REQUIREMENT
Collect every line in the records below that contains the word "points".

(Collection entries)
____________
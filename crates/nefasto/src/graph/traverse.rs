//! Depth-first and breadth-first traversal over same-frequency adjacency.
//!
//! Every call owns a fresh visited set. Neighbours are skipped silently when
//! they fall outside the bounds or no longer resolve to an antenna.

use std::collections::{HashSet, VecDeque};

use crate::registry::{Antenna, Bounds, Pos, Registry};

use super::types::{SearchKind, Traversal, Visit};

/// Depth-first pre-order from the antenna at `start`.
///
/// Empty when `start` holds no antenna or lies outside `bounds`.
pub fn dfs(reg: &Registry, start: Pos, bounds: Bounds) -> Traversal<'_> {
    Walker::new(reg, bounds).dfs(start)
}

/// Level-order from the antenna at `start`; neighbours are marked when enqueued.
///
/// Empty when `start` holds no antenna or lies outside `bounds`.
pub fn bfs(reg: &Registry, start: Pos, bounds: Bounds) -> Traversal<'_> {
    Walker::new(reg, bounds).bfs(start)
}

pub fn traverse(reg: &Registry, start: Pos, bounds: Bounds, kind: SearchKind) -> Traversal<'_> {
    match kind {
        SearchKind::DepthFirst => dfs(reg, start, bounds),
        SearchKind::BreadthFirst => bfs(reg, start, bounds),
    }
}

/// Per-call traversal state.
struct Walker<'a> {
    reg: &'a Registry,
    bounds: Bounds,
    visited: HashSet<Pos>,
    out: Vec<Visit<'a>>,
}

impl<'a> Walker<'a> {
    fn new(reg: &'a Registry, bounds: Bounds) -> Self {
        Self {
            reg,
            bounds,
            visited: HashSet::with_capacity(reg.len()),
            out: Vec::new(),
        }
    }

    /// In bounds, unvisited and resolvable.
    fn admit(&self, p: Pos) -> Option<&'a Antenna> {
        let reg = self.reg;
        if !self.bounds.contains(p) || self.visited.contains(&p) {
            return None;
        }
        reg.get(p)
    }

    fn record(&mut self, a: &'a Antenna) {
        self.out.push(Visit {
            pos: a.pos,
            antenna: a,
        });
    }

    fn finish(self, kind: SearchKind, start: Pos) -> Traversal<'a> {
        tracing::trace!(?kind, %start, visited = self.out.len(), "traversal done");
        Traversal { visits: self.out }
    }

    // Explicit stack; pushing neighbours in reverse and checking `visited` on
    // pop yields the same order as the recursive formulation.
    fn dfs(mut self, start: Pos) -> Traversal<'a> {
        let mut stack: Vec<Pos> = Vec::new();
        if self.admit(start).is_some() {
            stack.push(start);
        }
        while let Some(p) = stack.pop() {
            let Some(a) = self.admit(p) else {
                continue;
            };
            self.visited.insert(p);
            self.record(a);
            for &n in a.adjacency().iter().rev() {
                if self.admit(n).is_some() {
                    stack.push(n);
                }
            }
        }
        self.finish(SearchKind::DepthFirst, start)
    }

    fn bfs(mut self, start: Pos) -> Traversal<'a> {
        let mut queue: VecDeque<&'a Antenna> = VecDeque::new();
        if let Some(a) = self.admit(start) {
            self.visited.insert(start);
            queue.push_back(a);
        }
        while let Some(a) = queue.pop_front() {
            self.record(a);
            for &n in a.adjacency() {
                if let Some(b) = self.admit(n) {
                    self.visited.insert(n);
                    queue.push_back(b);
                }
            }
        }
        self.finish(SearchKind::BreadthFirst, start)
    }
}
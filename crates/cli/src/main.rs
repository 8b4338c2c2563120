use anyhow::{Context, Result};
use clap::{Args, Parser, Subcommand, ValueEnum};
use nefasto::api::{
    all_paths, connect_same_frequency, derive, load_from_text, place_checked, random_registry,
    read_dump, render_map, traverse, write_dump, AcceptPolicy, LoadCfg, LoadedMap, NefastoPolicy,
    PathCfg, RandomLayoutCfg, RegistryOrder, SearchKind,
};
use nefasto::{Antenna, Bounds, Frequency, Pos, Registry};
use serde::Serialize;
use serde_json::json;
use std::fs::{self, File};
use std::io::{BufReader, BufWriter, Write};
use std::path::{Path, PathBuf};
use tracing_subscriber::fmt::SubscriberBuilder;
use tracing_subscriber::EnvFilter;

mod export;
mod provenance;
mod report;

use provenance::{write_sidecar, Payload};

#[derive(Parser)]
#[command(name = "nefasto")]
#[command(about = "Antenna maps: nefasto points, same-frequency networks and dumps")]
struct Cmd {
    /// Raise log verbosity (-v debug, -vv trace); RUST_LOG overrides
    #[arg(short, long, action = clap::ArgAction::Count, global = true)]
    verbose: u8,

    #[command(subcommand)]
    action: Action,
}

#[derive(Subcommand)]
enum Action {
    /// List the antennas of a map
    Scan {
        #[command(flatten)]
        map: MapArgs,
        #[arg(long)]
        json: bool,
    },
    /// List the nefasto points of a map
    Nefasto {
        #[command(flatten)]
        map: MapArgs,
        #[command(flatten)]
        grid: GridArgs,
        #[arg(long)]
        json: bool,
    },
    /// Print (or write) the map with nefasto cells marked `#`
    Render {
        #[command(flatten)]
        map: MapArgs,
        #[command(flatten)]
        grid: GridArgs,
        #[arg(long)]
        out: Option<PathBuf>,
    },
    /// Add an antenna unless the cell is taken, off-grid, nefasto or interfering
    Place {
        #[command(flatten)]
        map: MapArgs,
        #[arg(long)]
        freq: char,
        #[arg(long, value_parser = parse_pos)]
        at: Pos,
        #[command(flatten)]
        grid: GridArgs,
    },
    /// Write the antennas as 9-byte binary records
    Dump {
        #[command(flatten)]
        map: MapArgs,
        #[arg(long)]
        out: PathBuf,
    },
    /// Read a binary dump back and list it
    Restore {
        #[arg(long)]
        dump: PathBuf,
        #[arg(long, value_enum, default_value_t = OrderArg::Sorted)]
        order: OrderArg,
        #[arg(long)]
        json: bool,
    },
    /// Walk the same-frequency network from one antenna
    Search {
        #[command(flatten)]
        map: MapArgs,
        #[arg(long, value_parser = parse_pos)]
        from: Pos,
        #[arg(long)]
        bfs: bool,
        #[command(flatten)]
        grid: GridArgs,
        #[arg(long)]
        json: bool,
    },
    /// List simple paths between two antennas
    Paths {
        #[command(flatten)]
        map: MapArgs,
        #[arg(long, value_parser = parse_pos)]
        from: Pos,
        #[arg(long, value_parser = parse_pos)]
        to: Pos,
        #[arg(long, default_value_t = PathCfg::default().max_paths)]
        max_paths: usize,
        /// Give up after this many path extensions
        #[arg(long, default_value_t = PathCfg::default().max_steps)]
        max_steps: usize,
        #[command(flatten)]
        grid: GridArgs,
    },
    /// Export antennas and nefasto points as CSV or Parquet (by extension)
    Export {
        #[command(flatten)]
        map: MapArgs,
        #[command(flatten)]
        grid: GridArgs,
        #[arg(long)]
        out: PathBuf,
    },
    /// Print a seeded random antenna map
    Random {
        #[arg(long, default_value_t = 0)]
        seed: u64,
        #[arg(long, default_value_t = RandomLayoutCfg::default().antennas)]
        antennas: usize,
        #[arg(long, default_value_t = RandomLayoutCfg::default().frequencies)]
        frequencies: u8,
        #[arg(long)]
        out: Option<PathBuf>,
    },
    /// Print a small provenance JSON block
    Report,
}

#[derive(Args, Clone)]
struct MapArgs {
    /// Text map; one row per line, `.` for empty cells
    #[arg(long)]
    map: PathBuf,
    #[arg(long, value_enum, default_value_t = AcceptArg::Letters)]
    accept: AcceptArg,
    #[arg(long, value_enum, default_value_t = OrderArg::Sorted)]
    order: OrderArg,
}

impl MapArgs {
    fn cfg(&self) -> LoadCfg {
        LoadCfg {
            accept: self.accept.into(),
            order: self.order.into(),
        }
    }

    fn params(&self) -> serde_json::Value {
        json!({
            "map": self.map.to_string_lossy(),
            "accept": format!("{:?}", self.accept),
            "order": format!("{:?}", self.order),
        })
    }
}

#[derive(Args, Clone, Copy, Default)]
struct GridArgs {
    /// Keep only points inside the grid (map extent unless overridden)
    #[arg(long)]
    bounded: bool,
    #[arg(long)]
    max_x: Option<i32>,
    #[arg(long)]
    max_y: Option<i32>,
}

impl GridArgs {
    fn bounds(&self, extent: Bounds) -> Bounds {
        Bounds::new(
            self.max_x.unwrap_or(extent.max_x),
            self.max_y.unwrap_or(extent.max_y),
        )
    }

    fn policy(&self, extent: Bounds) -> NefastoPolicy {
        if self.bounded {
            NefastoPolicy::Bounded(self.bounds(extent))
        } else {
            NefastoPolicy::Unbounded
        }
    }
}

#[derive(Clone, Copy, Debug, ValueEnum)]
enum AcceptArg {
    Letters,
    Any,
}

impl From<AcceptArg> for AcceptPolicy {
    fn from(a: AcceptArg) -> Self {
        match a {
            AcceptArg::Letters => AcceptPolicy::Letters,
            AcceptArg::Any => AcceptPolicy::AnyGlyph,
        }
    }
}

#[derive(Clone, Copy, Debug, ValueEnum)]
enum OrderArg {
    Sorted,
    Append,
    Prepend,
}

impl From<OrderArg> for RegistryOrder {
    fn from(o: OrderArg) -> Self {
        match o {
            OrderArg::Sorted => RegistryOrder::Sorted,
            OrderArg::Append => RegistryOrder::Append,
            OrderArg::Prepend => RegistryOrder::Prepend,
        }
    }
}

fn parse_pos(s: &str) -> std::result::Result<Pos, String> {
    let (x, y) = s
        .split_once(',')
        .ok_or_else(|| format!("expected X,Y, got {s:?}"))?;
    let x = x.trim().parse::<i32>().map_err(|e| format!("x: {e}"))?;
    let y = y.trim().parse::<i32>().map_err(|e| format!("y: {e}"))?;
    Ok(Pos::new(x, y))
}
____________
RESPONSE FOR THIS EXERCISE
#[command(about = "Antenna maps: nefasto points, same-frequency networks and dumps")]
    /// List the nefasto points of a map
    /// Export antennas and nefasto points as CSV or Parquet (by extension)
    /// Keep only points inside the grid (map extent unless overridden)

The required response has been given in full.